[Exercise brief] A word-for-word copy of the entries below is required.

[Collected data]
------------------------------

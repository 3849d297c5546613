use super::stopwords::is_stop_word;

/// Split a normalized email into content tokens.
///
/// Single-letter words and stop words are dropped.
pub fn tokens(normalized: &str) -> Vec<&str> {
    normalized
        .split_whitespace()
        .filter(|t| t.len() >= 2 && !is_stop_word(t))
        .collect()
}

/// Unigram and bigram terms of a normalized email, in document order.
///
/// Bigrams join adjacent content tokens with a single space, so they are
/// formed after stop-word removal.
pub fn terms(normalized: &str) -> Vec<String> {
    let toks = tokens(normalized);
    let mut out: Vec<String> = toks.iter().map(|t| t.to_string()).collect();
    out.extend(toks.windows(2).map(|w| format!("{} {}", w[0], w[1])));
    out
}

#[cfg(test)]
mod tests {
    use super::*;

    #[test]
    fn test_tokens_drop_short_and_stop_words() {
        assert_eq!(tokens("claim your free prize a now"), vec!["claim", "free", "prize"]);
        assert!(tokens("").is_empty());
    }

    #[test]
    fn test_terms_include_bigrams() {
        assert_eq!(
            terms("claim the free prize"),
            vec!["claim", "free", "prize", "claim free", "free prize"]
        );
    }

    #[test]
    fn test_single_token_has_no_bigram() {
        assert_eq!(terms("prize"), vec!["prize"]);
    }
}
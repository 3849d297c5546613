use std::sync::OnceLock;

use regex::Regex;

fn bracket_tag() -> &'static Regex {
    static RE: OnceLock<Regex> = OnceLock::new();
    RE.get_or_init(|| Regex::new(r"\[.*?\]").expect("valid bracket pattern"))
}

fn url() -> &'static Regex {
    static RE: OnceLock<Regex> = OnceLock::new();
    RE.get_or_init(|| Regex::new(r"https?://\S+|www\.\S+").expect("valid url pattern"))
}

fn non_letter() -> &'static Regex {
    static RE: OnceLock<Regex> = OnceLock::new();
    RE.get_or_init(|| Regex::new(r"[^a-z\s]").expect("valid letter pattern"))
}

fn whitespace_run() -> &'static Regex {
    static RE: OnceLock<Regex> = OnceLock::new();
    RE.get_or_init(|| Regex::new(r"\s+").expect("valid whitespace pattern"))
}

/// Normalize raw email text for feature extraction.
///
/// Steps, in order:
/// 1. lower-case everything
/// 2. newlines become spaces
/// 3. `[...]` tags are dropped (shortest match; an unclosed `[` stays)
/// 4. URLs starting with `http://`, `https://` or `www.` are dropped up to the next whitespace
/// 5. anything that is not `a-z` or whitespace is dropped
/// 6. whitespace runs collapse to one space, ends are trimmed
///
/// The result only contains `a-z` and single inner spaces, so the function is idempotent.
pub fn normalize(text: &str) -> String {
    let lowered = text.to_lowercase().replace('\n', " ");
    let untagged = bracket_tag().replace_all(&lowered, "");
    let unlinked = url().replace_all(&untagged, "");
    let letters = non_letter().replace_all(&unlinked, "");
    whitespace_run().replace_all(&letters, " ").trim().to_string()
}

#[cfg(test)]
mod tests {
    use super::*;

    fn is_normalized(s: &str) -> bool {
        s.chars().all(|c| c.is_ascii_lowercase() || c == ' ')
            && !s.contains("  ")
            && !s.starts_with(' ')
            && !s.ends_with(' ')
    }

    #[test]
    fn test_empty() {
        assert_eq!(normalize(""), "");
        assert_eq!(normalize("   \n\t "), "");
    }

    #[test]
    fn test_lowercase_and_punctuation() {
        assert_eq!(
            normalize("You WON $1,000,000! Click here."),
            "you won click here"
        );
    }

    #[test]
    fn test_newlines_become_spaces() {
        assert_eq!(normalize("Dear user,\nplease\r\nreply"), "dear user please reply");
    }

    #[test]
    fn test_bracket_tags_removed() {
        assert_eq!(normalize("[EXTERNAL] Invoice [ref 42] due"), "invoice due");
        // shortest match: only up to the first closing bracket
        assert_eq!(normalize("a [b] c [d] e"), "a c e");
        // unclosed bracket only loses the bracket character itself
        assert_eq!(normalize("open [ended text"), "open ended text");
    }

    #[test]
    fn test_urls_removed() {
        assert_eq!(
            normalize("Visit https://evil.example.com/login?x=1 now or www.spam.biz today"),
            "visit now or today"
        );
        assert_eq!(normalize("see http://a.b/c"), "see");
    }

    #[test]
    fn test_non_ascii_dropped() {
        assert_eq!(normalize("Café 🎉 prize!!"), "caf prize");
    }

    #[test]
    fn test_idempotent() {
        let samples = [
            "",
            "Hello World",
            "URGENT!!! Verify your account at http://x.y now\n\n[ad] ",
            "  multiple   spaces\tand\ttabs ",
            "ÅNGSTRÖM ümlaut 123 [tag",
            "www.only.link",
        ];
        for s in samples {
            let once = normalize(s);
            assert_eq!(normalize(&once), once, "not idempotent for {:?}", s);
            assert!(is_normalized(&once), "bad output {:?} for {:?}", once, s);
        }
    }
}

------------------------------

[Exercise response]
repository 3849d297c5546613
use super::stopwords::is_stop_word;

/// Split a normalized email into content tokens.
///
/// Single-letter words and stop words are dropped.
pub fn tokens(normalized: &str) -> Vec<&str> {
    normalized
        .split_whitespace()
        .filter(|t| t.len() >= 2 && !is_stop_word(t))
        .collect()
}

/// Unigram and bigram terms of a normalized email, in document order.
///
/// Bigrams join adjacent content tokens with a single space, so they are
/// formed after stop-word removal.
pub fn terms(normalized: &str) -> Vec<String> {
    let toks = tokens(normalized);
    let mut out: Vec<String> = toks.iter().map(|t| t.to_string()).collect();
    out.extend(toks.windows(2).map(|w| format!("{} {}", w[0], w[1])));
    out
}

#[cfg(test)]
mod tests {
    use super::*;

    #[test]
    fn test_tokens_drop_short_and_stop_words() {
        assert_eq!(tokens("claim your free prize a now"), vec!["claim", "free", "prize"]);
        assert!(tokens("").is_empty());
    }

    #[test]
    fn test_terms_include_bigrams() {
        assert_eq!(
            terms("claim the free prize"),
            vec!["claim", "free", "prize", "claim free", "free prize"]
        );
    }

    #[test]
    fn test_single_token_has_no_bigram() {
        assert_eq!(terms("prize"), vec!["prize"]);
    }
}
repository 3849d297c5546613
use std::sync::OnceLock;

use regex::Regex;

fn bracket_tag() -> &'static Regex {
    static RE: OnceLock<Regex> = OnceLock::new();
    RE.get_or_init(|| Regex::new(r"\[.*?\]").expect("valid bracket pattern"))
}

fn url() -> &'static Regex {
    static RE: OnceLock<Regex> = OnceLock::new();
    RE.get_or_init(|| Regex::new(r"https?://\S+|www\.\S+").expect("valid url pattern"))
}

fn non_letter() -> &'static Regex {
    static RE: OnceLock<Regex> = OnceLock::new();
    RE.get_or_init(|| Regex::new(r"[^a-z\s]").expect("valid letter pattern"))
}

fn whitespace_run() -> &'static Regex {
    static RE: OnceLock<Regex> = OnceLock::new();
    RE.get_or_init(|| Regex::new(r"\s+").expect("valid whitespace pattern"))
}

/// Normalize raw email text for feature extraction.
///
/// Steps, in order:
/// 1. lower-case everything
/// 2. newlines become spaces
/// 3. `[...]` tags are dropped (shortest match; an unclosed `[` stays)
/// 4. URLs starting with `http://`, `https://` or `www.` are dropped up to the next whitespace
/// 5. anything that is not `a-z` or whitespace is dropped
/// 6. whitespace runs collapse to one space, ends are trimmed
///
/// The result only contains `a-z` and single inner spaces, so the function is idempotent.
pub fn normalize(text: &str) -> String {
    let lowered = text.to_lowercase().replace('\n', " ");
    let untagged = bracket_tag().replace_all(&lowered, "");
    let unlinked = url().replace_all(&untagged, "");
    let letters = non_letter().replace_all(&unlinked, "");
    whitespace_run().replace_all(&letters, " ").trim().to_string()
}

#[cfg(test)]
mod tests {
    use super::*;

    fn is_normalized(s: &str) -> bool {
        s.chars().all(|c| c.is_ascii_lowercase() || c == ' ')
            && !s.contains("  ")
            && !s.starts_with(' ')
            && !s.ends_with(' ')
    }

    #[test]
    fn test_empty() {
        assert_eq!(normalize(""), "");
        assert_eq!(normalize("   \n\t "), "");
    }

    #[test]
    fn test_lowercase_and_punctuation() {
        assert_eq!(
            normalize("You WON $1,000,000! Click here."),
            "you won click here"
        );
    }

    #[test]
    fn test_newlines_become_spaces() {
        assert_eq!(normalize("Dear user,\nplease\r\nreply"), "dear user please reply");
    }

    #[test]
    fn test_bracket_tags_removed() {
        assert_eq!(normalize("[EXTERNAL] Invoice [ref 42] due"), "invoice due");
        // shortest match: only up to the first closing bracket
        assert_eq!(normalize("a [b] c [d] e"), "a c e");
        // unclosed bracket only loses the bracket character itself
        assert_eq!(normalize("open [ended text"), "open ended text");
    }

    #[test]
    fn test_urls_removed() {
        assert_eq!(
            normalize("Visit https://evil.example.com/login?x=1 now or www.spam.biz today"),
            "visit now or today"
        );
        assert_eq!(normalize("see http://a.b/c"), "see");
    }

    #[test]
    fn test_non_ascii_dropped() {
        assert_eq!(normalize("Café 🎉 prize!!"), "caf prize");
    }

    #[test]
    fn test_idempotent() {
        let samples = [
            "",
            "Hello World",
            "URGENT!!! Verify your account at http://x.y now\n\n[ad] ",
            "  multiple   spaces\tand\ttabs ",
            "ÅNGSTRÖM ümlaut 123 [tag",
            "www.only.link",
        ];
        for s in samples {
            let once = normalize(s);
            assert_eq!(normalize(&once), once, "not idempotent for {:?}", s);
            assert!(is_normalized(&once), "bad output {:?} for {:?}", once, s);
        }
    }
}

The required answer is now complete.